- Trois membres du MDC
ont affirmé le 9 octobre à l'AFP avoir
été torturés par des militants du
parti au pouvoir, l'Union nationale africaine du
Zimbabwe-Front patriotique (ZANU-PF).
- Les faits se sont produits début octobre dans
la province des Midlands (centre) où les trois
militants du MDC ont affirmé avoir
été enlevés, battus et
torturés pendant deux jours par des jeunes de la
ZANU-PF menant campagne pour la réélection
du président Mugabe à la
présidentielle prévue en avril 2002.
- "Ils se préparent pour la campagne de la
présidentielle et disent qu'ils ne veulent pas
voir de sympathisants du MDC dans la région", a
déclaré Max Mutiri, l'un des
responsables de ce parti dans les Midlands qui faisait
partie des militants affirmant avoir été
enlevés et torturés.

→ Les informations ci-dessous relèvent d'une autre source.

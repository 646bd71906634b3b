//! Mutable simulation state shared by the systems.
//!
//! The engine owns one `SimContext` and hands `&mut` to systems, which keeps
//! every mutation on a single execution context.

use hecs::{Entity, World};
use rand::SeedableRng;
use rand_chacha::ChaCha8Rng;

use responder_core::components::{AlarmInfo, StationInfo, VehicleInfo, VehicleState};
use responder_core::config::SimConfig;
use responder_core::enums::{StatusTrigger, VehicleCategory};
use responder_core::error::DispatchError;
use responder_core::state::{DispatchStats, MissionLogEntry};
use responder_core::types::{AlarmId, GeoPoint, SimTime, StationId, VehicleId};
use responder_fsm::fsm::{self, StatusUpdate, VehicleContext};
use responder_fsm::profiles::{get_profile, travel_time_secs};
use responder_terrain::{NoOracle, TerrainClassificationCache, TerrainOracle};

use crate::providers::{NullSink, Notifier, RouteProvider, StraightLineRouter};
use crate::registry::Registry;
use crate::systems::movement::{ArrivalAction, CancelHandle, MovementScheduler};
use crate::systems::spawner::{AlarmCatalog, SpawnLocationResolver};

pub struct SimContext {
    pub world: World,
    pub registry: Registry,
    pub config: SimConfig,
    pub time: SimTime,
    pub rng: ChaCha8Rng,
    pub scheduler: MovementScheduler,
    pub terrain_cache: TerrainClassificationCache,
    pub oracle: Box<dyn TerrainOracle + Send>,
    pub router: Box<dyn RouteProvider + Send>,
    pub notifier: Notifier,
    pub catalog: AlarmCatalog,
    pub resolver: SpawnLocationResolver,
    pub mission_log: Vec<MissionLogEntry>,
    pub stats: DispatchStats,
}

impl SimContext {
    pub fn new(config: SimConfig) -> Self {
        Self {
            world: World::new(),
            registry: Registry::default(),
            time: SimTime::default(),
            rng: ChaCha8Rng::seed_from_u64(config.seed),
            scheduler: MovementScheduler::new(config.tick_secs()),
            terrain_cache: TerrainClassificationCache::new(&config.terrain),
            oracle: Box::new(NoOracle),
            router: Box::new(StraightLineRouter),
            notifier: Notifier::new(Box::new(NullSink)),
            catalog: AlarmCatalog::from_config(&config),
            resolver: SpawnLocationResolver::new(&config.spawn),
            mission_log: Vec::new(),
            stats: DispatchStats::default(),
            config,
        }
    }

    pub fn now(&self) -> f64 {
        self.time.elapsed_secs
    }

    // --- Lookups ---

    pub fn vehicle_entity(&self, id: VehicleId) -> Result<Entity, DispatchError> {
        self.registry
            .vehicle(id)
            .ok_or(DispatchError::VehicleNotFound(id))
    }

    pub fn alarm_entity(&self, id: AlarmId) -> Result<Entity, DispatchError> {
        self.registry.alarm(id).ok_or(DispatchError::AlarmNotFound(id))
    }

    pub fn station_entity(&self, id: StationId) -> Result<Entity, DispatchError> {
        self.registry
            .station(id)
            .ok_or(DispatchError::StationNotFound(id))
    }

    pub fn station_position(&self, id: StationId) -> Option<GeoPoint> {
        let entity = self.registry.station(id)?;
        self.world.get::<&StationInfo>(entity).ok().map(|s| s.position)
    }

    pub fn vehicle_state(&self, id: VehicleId) -> Option<VehicleState> {
        let entity = self.registry.vehicle(id)?;
        self.world.get::<&VehicleState>(entity).ok().map(|s| (*s).clone())
    }

    pub fn vehicle_info(&self, id: VehicleId) -> Option<VehicleInfo> {
        let entity = self.registry.vehicle(id)?;
        self.world.get::<&VehicleInfo>(entity).ok().map(|s| (*s).clone())
    }

    pub fn alarm_info(&self, id: AlarmId) -> Option<AlarmInfo> {
        let entity = self.registry.alarm(id)?;
        self.world.get::<&AlarmInfo>(entity).ok().map(|a| (*a).clone())
    }

    pub fn alarm_is_active(&self, id: AlarmId) -> bool {
        self.registry.alarm(id).is_some()
    }

    /// Edit a vehicle's runtime state in place.
    pub fn update_vehicle_state(&mut self, id: VehicleId, f: impl FnOnce(&mut VehicleState)) {
        if let Some(entity) = self.registry.vehicle(id) {
            if let Ok(mut state) = self.world.get::<&mut VehicleState>(entity) {
                f(&mut state);
            }
        }
    }

    // --- Status transitions ---

    /// Check a trigger against the state machine without applying it.
    pub fn check_trigger(&self, vehicle: VehicleId, trigger: StatusTrigger) -> Result<(), DispatchError> {
        let state = self
            .vehicle_state(vehicle)
            .ok_or(DispatchError::VehicleNotFound(vehicle))?;
        fsm::next_status(state.status, trigger)
            .map(|_| ())
            .ok_or(DispatchError::InvalidTransition {
                vehicle,
                status: state.status,
                trigger,
            })
    }

    /// The only way a vehicle's status changes. Cancels the running task and
    /// clears patrol state when the state machine says so, then notifies.
    pub fn apply_trigger(
        &mut self,
        vehicle: VehicleId,
        trigger: StatusTrigger,
    ) -> Result<StatusUpdate, DispatchError> {
        let entity = self.vehicle_entity(vehicle)?;
        let has_task = self.scheduler.has_task(vehicle);
        let (info, state) = self
            .world
            .query_one_mut::<(&VehicleInfo, &mut VehicleState)>(entity)
            .map_err(|_| DispatchError::VehicleNotFound(vehicle))?;

        let update = fsm::evaluate(&VehicleContext {
            status: state.status,
            trigger,
            has_task,
        })
        .map_err(|err| DispatchError::InvalidTransition {
            vehicle,
            status: err.status,
            trigger: err.trigger,
        })?;

        if update.cancel_task {
            self.scheduler.cancel_vehicle(vehicle);
        }
        if update.clear_patrol {
            state.patrol_target = None;
        }
        let from = state.status;
        state.status = update.new_status;
        if update.status_changed {
            self.notifier.vehicle_status_changed(info, state, from);
        }
        Ok(update)
    }

    // --- Movement ---

    /// Path from `origin` to `destination` for a vehicle category. Aerial units
    /// fly direct; ground units ask the router and fall back to a direct line.
    pub fn plan_path(
        &mut self,
        category: VehicleCategory,
        origin: GeoPoint,
        destination: GeoPoint,
    ) -> Vec<GeoPoint> {
        if get_profile(category, &self.config).straight_line {
            return vec![origin, destination];
        }
        match self.router.route(origin, destination) {
            Ok(route) if route.coordinates.len() >= 2 => route.coordinates,
            Ok(_) => {
                tracing::warn!(%origin, %destination, "route has no geometry, moving in a direct line");
                self.stats.route_fallbacks += 1;
                vec![origin, destination]
            }
            Err(err) => {
                tracing::warn!(%origin, %destination, error = %err, "moving in a direct line");
                self.stats.route_fallbacks += 1;
                vec![origin, destination]
            }
        }
    }

    /// Start a journey from the vehicle's current position.
    pub fn start_journey(
        &mut self,
        vehicle: VehicleId,
        destination: GeoPoint,
        on_complete: ArrivalAction,
    ) -> Result<CancelHandle, DispatchError> {
        let info = self
            .vehicle_info(vehicle)
            .ok_or(DispatchError::VehicleNotFound(vehicle))?;
        let origin = self
            .vehicle_state(vehicle)
            .map(|s| s.position)
            .ok_or(DispatchError::VehicleNotFound(vehicle))?;
        let path = self.plan_path(info.category, origin, destination);
        let duration = travel_time_secs(info.category, &self.config);
        Ok(self
            .scheduler
            .start_travel(vehicle, path, duration, on_complete))
    }

    /// Send a vehicle to its home station.
    pub fn start_home_journey(&mut self, vehicle: VehicleId) -> Result<CancelHandle, DispatchError> {
        let home = self.home_position(vehicle)?;
        self.start_journey(vehicle, home, ArrivalAction::Home)
    }

    /// Put a vehicle exactly on its station.
    pub fn snap_home(&mut self, vehicle: VehicleId) -> Result<(), DispatchError> {
        let home = self.home_position(vehicle)?;
        self.update_vehicle_state(vehicle, |s| s.position = home);
        Ok(())
    }

    fn home_position(&self, vehicle: VehicleId) -> Result<GeoPoint, DispatchError> {
        let info = self
            .vehicle_info(vehicle)
            .ok_or(DispatchError::VehicleNotFound(vehicle))?;
        self.station_position(info.home)
            .ok_or(DispatchError::StationNotFound(info.home))
    }
}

Venu avec ses deux
camarades à Harare pour se faire soigner, il a
montré à un journaliste de l'AFP ses pieds
blessés et enflés par les coups de barres
de fer, ainsi que des brûlures sur le reste de son
corps qui, affirme-t-il, a été suspendu au
dessus d'un feu.
- Parallèlement à ce témoignage,
l'Association des droits de l'Homme du Zimbabwe
(ZimRights) a adressé une pétition au
Parlement réclamant du gouvernement qu'il
interdise à l'armée de se substituer
à la police pour le maintien de l'ordre. Selon
ZimRights, les soldats se sont rendus coupables
d'innombrables actes de violence sur des civils dans tout
le pays, y compris dans la capitale Harare.